Large scale pocket map of the Transmississippi West.
Fine example of Colton's large format map of the West, colored by Counties and focusing on the projected railroad lines west of the Mississippi River, shortly before the first appearance of Yellowstone National Park. The map also shows the strip of land above Texas labeled "Public Lands," which would become the Oklahoma Panhandle. Also includes a fine detailed treatment of Indian Territory, showing the lands reserved for the various Indian Nations relocated to the region.
Wheat suggests that this Colton map and an earlier smaller Colton map of the West under a different title (covering a smaller area - Wheat 1098), were Colton's response to maps of the West by H. H. Bancroft & Co. of San Francisco, published the same year.
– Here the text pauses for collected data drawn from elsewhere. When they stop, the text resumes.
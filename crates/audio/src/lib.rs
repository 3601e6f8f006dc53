//! Audio cues using Kira: one short sound per game event, restarted on every trigger.

use anyhow::Result;
use kira::{
    manager::{backend::DefaultBackend, AudioManager, AudioManagerSettings},
    sound::static_sound::{StaticSoundData, StaticSoundHandle},
    tween::Tween,
};
use std::collections::HashMap;
use std::fmt;
use std::path::Path;

/// Game events that have a sound.
#[derive(Debug, Clone, Copy, PartialEq, Eq, Hash)]
pub enum Cue {
    /// A click popped an organism.
    Hit,
    /// A click found nothing.
    Miss,
}

impl fmt::Display for Cue {
    fn fmt(&self, f: &mut fmt::Formatter<'_>) -> fmt::Result {
        match self {
            Cue::Hit => f.write_str("hit"),
            Cue::Miss => f.write_str("miss"),
        }
    }
}

/// Fire-and-forget cue playback.
pub trait CuePlayer {
    /// Play `cue` from the start, cutting off any earlier playback of the same cue.
    fn play(&mut self, cue: Cue);
}

/// Plays nothing. Used when no audio device or sound file is available.
#[derive(Debug, Default, Clone, Copy)]
pub struct SilentCues;

impl CuePlayer for SilentCues {
    fn play(&mut self, cue: Cue) {
        log::trace!("(silent) {cue}");
    }
}

/// Kira-backed cue player.
pub struct AudioSystem {
    manager: AudioManager,
    sounds: HashMap<Cue, StaticSoundData>,
    playing: HashMap<Cue, StaticSoundHandle>,
}

impl AudioSystem {
    /// Create a new audio system on the default output device.
    pub fn new() -> Result<Self> {
        let manager = AudioManager::<DefaultBackend>::new(AudioManagerSettings::default())?;
        Ok(Self {
            manager,
            sounds: HashMap::new(),
            playing: HashMap::new(),
        })
    }

    /// Load the sound for `cue` from a file.
    pub fn load_cue(&mut self, cue: Cue, path: &Path) -> Result<()> {
        let sound_data = StaticSoundData::from_file(path)?;
        self.sounds.insert(cue, sound_data);
        Ok(())
    }

    fn restart(&mut self, cue: Cue) -> Result<()> {
        if let Some(mut handle) = self.playing.remove(&cue) {
            let _ = handle.stop(Tween::default());
        }
        if let Some(sound_data) = self.sounds.get(&cue) {
            let handle = self.manager.play(sound_data.clone())?;
            self.playing.insert(cue, handle);
        }
        Ok(())
    }
}

impl CuePlayer for AudioSystem {
    fn play(&mut self, cue: Cue) {
        if let Err(e) = self.restart(cue) {
            log::warn!("Failed to play {cue} cue: {e:#}");
        }
    }
}

/// Open the audio device and load both cues, falling back to [`SilentCues`] on any failure.
pub fn load_cues(hit: &Path, miss: &Path) -> Box<dyn CuePlayer> {
    let load = || -> Result<AudioSystem> {
        let mut audio = AudioSystem::new()?;
        audio.load_cue(Cue::Hit, hit)?;
        audio.load_cue(Cue::Miss, miss)?;
        Ok(audio)
    };
    match load() {
        Ok(audio) => Box::new(audio),
        Err(e) => {
            log::warn!("Audio unavailable ({e:#}); continuing without sound");
            Box::new(SilentCues)
        }
    }
}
G. W. & C. B. Colton was a prominent family firm of mapmakers who were leaders in the American map trade in the nineteenth century. The business was founded by Joseph Hutchins Colton (1800-1893) who bought copyrights to existing maps and oversaw their production. By the 1850s, their output had expanded to include original maps, guidebooks, atlases, and railroad maps. Joseph was succeeded by his sons, George Woolworth (1827-1901) and Charles B. Colton (1831-1916). The firm was renamed G. W. & C. B. Colton as a result. George is thought responsible for their best-known work, the General Atlas, originally published under that title in 1857. In 1898, the brothers merged their business and the firm became Colton, Ohman, & Co., which operated until 1901, when August R. Ohman took on the business alone and dropped the Colton name.